Не сразу Илга обратила внимание на степенного Витольда. Но, узнав ближе, полюбила. И, судя по всему, крепко.
- Ты, Илга, как сырая береза в костре, - шутила Алина, - медленно разгораешься, зато жарко горишь.
И добавила со вздохом:
- А я, видно, вроде осины - ни тепла, ни пламени!

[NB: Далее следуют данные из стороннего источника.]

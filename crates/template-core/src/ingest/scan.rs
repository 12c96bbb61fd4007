use std::sync::Arc;

use serde::{Deserialize, Serialize};
use tracing::{info, Span};
use uuid::Uuid;

use super::require_final_status;
use super::validation::{ValidationOutcome, ValidationPipeline};
use crate::error::Result;
use crate::repository::TemplateRepository;
use crate::storage::types::{
    FileType, Template, TemplateKey, TemplateStatus, VirusScanStatus, CLIENT_OWNER_PREFIX,
};

/// Template addressed by a scan event. `owner` is the client id; the
/// partition-key form `CLIENT#<id>` is also accepted.
#[derive(Debug, Clone, PartialEq, Eq, Serialize, Deserialize)]
pub struct TemplateRef {
    pub id: Uuid,
    pub owner: String,
}

/// Result of scanning one uploaded letter file.
#[derive(Debug, Clone, PartialEq, Eq, Serialize, Deserialize)]
#[serde(rename_all = "camelCase")]
pub struct FileScanEvent {
    pub template: TemplateRef,
    pub file_type: FileType,
    pub version_id: String,
    pub virus_scan_status: VirusScanStatus,
}

impl FileScanEvent {
    /// Parse and check an event body.
    ///
    /// # Errors
    ///
    /// Returns `TemplateError::Validation` for missing fields, unknown file
    /// types, or a `PENDING` status.
    pub fn parse(body: &str) -> Result<Self> {
        let event: FileScanEvent = serde_json::from_str(body)?;
        require_final_status(event.virus_scan_status)?;
        Ok(event)
    }

    pub fn template_key(&self) -> TemplateKey {
        let client_id = self
            .template
            .owner
            .strip_prefix(CLIENT_OWNER_PREFIX)
            .unwrap_or(&self.template.owner);
        TemplateKey::new(self.template.id, client_id)
    }
}

/// What a scan event did.
#[derive(Debug, Clone, PartialEq, Eq)]
pub enum ScanOutcome {
    /// Version mismatch or terminal template; nothing changed.
    Stale,
    /// The scan status was recorded.
    Recorded,
    /// The scan status was recorded and completed the upload, so validation ran.
    Validated(ValidationOutcome),
}

/// Applies virus scan results to uploaded letter files.
pub struct ScanIngester {
    repository: Arc<TemplateRepository>,
    pipeline: Arc<ValidationPipeline>,
    span: Span,
}

impl ScanIngester {
    pub fn new(
        repository: Arc<TemplateRepository>,
        pipeline: Arc<ValidationPipeline>,
        span: Span,
    ) -> Self {
        Self {
            repository,
            pipeline,
            span,
        }
    }

    /// Apply one scan result.
    ///
    /// # Errors
    ///
    /// Rejects `PENDING` results. Storage failures and validation errors
    /// (such as a missing download) are propagated so the event is retried.
    pub fn handle(&self, event: &FileScanEvent) -> Result<ScanOutcome> {
        let status = require_final_status(event.virus_scan_status)?;
        let key = event.template_key();

        let updated = self.repository.set_file_virus_scan_status(
            &key,
            event.file_type,
            &event.version_id,
            status,
        )?;

        let Some(updated) = updated else {
            return Ok(ScanOutcome::Stale);
        };

        info!(
            parent: &self.span,
            template_key = %key,
            file_type = %event.file_type,
            version_id = %event.version_id,
            %status,
            "Recorded virus scan status"
        );

        if status != VirusScanStatus::Passed || !ready_for_validation(&updated, &event.version_id) {
            return Ok(ScanOutcome::Recorded);
        }

        let outcome = self.pipeline.validate(&key, &event.version_id)?;
        Ok(ScanOutcome::Validated(outcome))
    }
}

/// Every uploaded file has passed at `version_id` and the template awaits validation.
fn ready_for_validation(template: &Template, version_id: &str) -> bool {
    if template.template_status != TemplateStatus::PendingValidation {
        return false;
    }
    let Some(letter) = template.letter() else {
        return false;
    };
    letter.files.uploads().all(|(_, file)| {
        file.current_version == version_id && file.virus_scan_status == VirusScanStatus::Passed
    })
}
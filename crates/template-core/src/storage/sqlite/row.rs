//! Template row type for database queries.

use uuid::Uuid;

use crate::error::{Result, TemplateError};
use crate::storage::types::Template;

/// Raw row data from the templates table, before parsing into domain types.
#[derive(Debug)]
pub struct TemplateRow {
    pub owner: String,
    pub id: String,
    pub item_json: String,
}

impl TryFrom<TemplateRow> for Template {
    type Error = TemplateError;

    fn try_from(row: TemplateRow) -> Result<Self> {
        let id = Uuid::parse_str(&row.id)
            .map_err(|e| TemplateError::Storage(format!("Invalid template UUID: {}", e)))?;
        let template: Template = serde_json::from_str(&row.item_json)
            .map_err(|e| TemplateError::Storage(format!("Invalid template JSON: {}", e)))?;

        if template.id != id || template.owner != row.owner {
            return Err(TemplateError::Storage(format!(
                "Template document {} does not match its key {}/{}",
                template.id, row.owner, id
            )));
        }

        Ok(template)
    }
}

#[cfg(test)]
mod tests {
    use super::*;

    #[test]
    fn test_invalid_uuid_is_storage_error() {
        let row = TemplateRow {
            owner: "CLIENT#c".to_string(),
            id: "not-a-uuid".to_string(),
            item_json: "{}".to_string(),
        };
        let err = Template::try_from(row).unwrap_err();
        assert!(matches!(err, TemplateError::Storage(_)));
    }
}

- Просто некому поджечь, - одними губами улыбалась Илга. - Подожди, еще запылаешь, только искры полетят!
- Где уж там…
Вспоминала Алина и убитого Ивара Эгле. Он пришел наниматься месяц назад, в мае. По правилам, механика должно было присылать министерство, но если во всем надеяться на министерство, то… Документы Эгле были в порядке. Познакомившись с ним, Алина спросила Эгле, велика ли у него семья. Тот поднял кверху указательный палец: "Один, как перст". Человек представительный, работящий, веселый… В первые же недели показал, что свое дело знает отлично - с двумя помощниками весь машинный парк привел в порядок. Выпивал? Ну кто не выпивает? А что, если все-таки Витольд убил Ивара умышленно, из ревности к Илге? А? Могло это быть? Тут Алина начинала задумываться. Она даже вызвала к себе Илгу и, глядя на нее в упор, задала ей этот же вопрос. Но лицо Илги при упоминании об Иваре Эгле выразило такое отвращение, что ложью это быть не могло, - женщины лучше понимают друг друга, нежели мужчины понимают их.